## TASK OBJECTIVE
What is needed is each line of the data below that holds the string "params".

## MATERIAL SHOWN
//! Connection options.

use std::collections::BTreeMap;
use std::time::Duration;

use crate::error::ConnError;

/// Configuration bag handed to a [`Connector`](crate::Connector).
///
/// keel treats this as opaque: only `connect_timeout` is read by the core.
/// Everything else, including the free-form `params` map, is for the
/// adapter. Unrecognized connection-string keys land in `params` instead of
/// being rejected, so adapter-specific options round-trip untouched.
#[derive(Clone, PartialEq, Eq)]
pub struct ConnectOptions {
    /// Server hostname or IP address.
    pub host: String,

    /// Server port.
    pub port: u16,

    /// Database name.
    pub database: Option<String>,

    /// Login user.
    pub username: String,

    /// Login password.
    pub password: String,

    /// Adapter-specific options not interpreted by the core.
    pub params: BTreeMap<String, String>,

    /// Transport-level dial timeout.
    pub connect_timeout: Duration,
}

impl Default for ConnectOptions {
    fn default() -> Self {
        Self {
            host: "localhost".to_string(),
            port: 5432,
            database: None,
            username: String::new(),
            password: String::new(),
            params: BTreeMap::new(),
            connect_timeout: Duration::from_secs(15),
        }
    }
}

impl ConnectOptions {
    /// Create options with default values.
    #[must_use]
    pub fn new() -> Self {
        Self::default()
    }

    /// Parse a `Key=Value;` connection string.
    ///
    /// ```text
    /// Host=db.internal;Port=5433;Database=app;User Id=app;Password=secret;
    /// ```
    ///
    /// Recognized keys (case-insensitive): `host`/`server`, `port`,
    /// `database`, `user id`/`user`/`uid`, `password`/`pwd`,
    /// `connect timeout`/`timeout` (seconds). Anything else is preserved in
    /// [`ConnectOptions::params`].
    pub fn from_connection_string(conn_str: &str) -> Result<Self, ConnError> {
        let mut opts = Self::default();

        for part in conn_str.split(';') {
            let part = part.trim();
            if part.is_empty() {
                continue;
            }

            let (key, value) = part
                .split_once('=')
                .ok_or_else(|| ConnError::Options(format!("invalid key-value: {part}")))?;

            let key = key.trim().to_lowercase();
            let value = value.trim();

            match key.as_str() {
                "host" | "server" => {
                    // Accept host,port in one key for parity with ADO-style
                    // connection strings.
                    if let Some((host, port)) = value.split_once(',') {
                        opts.host = host.to_string();
                        opts.port = port
                            .parse()
                            .map_err(|_| ConnError::Options(format!("invalid port: {port}")))?;
                    } else {
                        opts.host = value.to_string();
                    }
                }
                "port" => {
                    opts.port = value
                        .parse()
                        .map_err(|_| ConnError::Options(format!("invalid port: {value}")))?;
                }
                "database" => {
                    opts.database = Some(value.to_string());
                }
                "user id" | "user" | "uid" => {
                    opts.username = value.to_string();
                }
                "password" | "pwd" => {
                    opts.password = value.to_string();
                }
                "connect timeout" | "timeout" => {
                    let secs: u64 = value
                        .parse()
                        .map_err(|_| ConnError::Options(format!("invalid timeout: {value}")))?;
                    opts.connect_timeout = Duration::from_secs(secs);
                }
                _ => {
                    opts.params.insert(key, value.to_string());
                }
            }
        }

        Ok(opts)
    }

    /// Set the server host.
    #[must_use]
    pub fn host(mut self, host: impl Into<String>) -> Self {
        self.host = host.into();
        self
    }

    /// Set the server port.
    #[must_use]
    pub fn port(mut self, port: u16) -> Self {
        self.port = port;
        self
    }

    /// Set the database name.
    #[must_use]
    pub fn database(mut self, database: impl Into<String>) -> Self {
        self.database = Some(database.into());
        self
    }

    /// Set the login user.
    #[must_use]
    pub fn username(mut self, username: impl Into<String>) -> Self {
        self.username = username.into();
        self
    }

    /// Set the login password.
    #[must_use]
    pub fn password(mut self, password: impl Into<String>) -> Self {
        self.password = password.into();
        self
    }

    /// Set an adapter-specific parameter.
    #[must_use]
    pub fn param(mut self, key: impl Into<String>, value: impl Into<String>) -> Self {
        self.params.insert(key.into(), value.into());
        self
    }

    /// Set the transport-level dial timeout.
    #[must_use]
    pub fn connect_timeout(mut self, timeout: Duration) -> Self {
        self.connect_timeout = timeout;
        self
    }

    /// Check the options for obvious mistakes.
    pub fn validate(&self) -> Result<(), ConnError> {
        if self.host.is_empty() {
            return Err(ConnError::Options("host must not be empty".to_string()));
        }
        if self.port == 0 {
            return Err(ConnError::Options("port must not be zero".to_string()));
        }
        if self.connect_timeout.is_zero() {
            return Err(ConnError::Options(
                "connect_timeout must not be zero".to_string(),
            ));
        }
        Ok(())
    }
}

// Manual Debug so the password never reaches logs.
impl std::fmt::Debug for ConnectOptions {
    fn fmt(&self, f: &mut std::fmt::Formatter<'_>) -> std::fmt::Result {
        f.debug_struct("ConnectOptions")
            .field("host", &self.host)
            .field("port", &self.port)
            .field("database", &self.database)
            .field("username", &self.username)
            .field("password", &"***")
            .field("params", &self.params)
            .field("connect_timeout", &self.connect_timeout)
            .finish()
    }
}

## ANSWER FOR THE TASK
/// Everything else, including the free-form `params` map, is for the
/// adapter. Unrecognized connection-string keys land in `params` instead of
    pub params: BTreeMap<String, String>,
            params: BTreeMap::new(),
    /// [`ConnectOptions::params`].
                    opts.params.insert(key, value.to_string());
        self.params.insert(key.into(), value.into());
            .field("params", &self.params)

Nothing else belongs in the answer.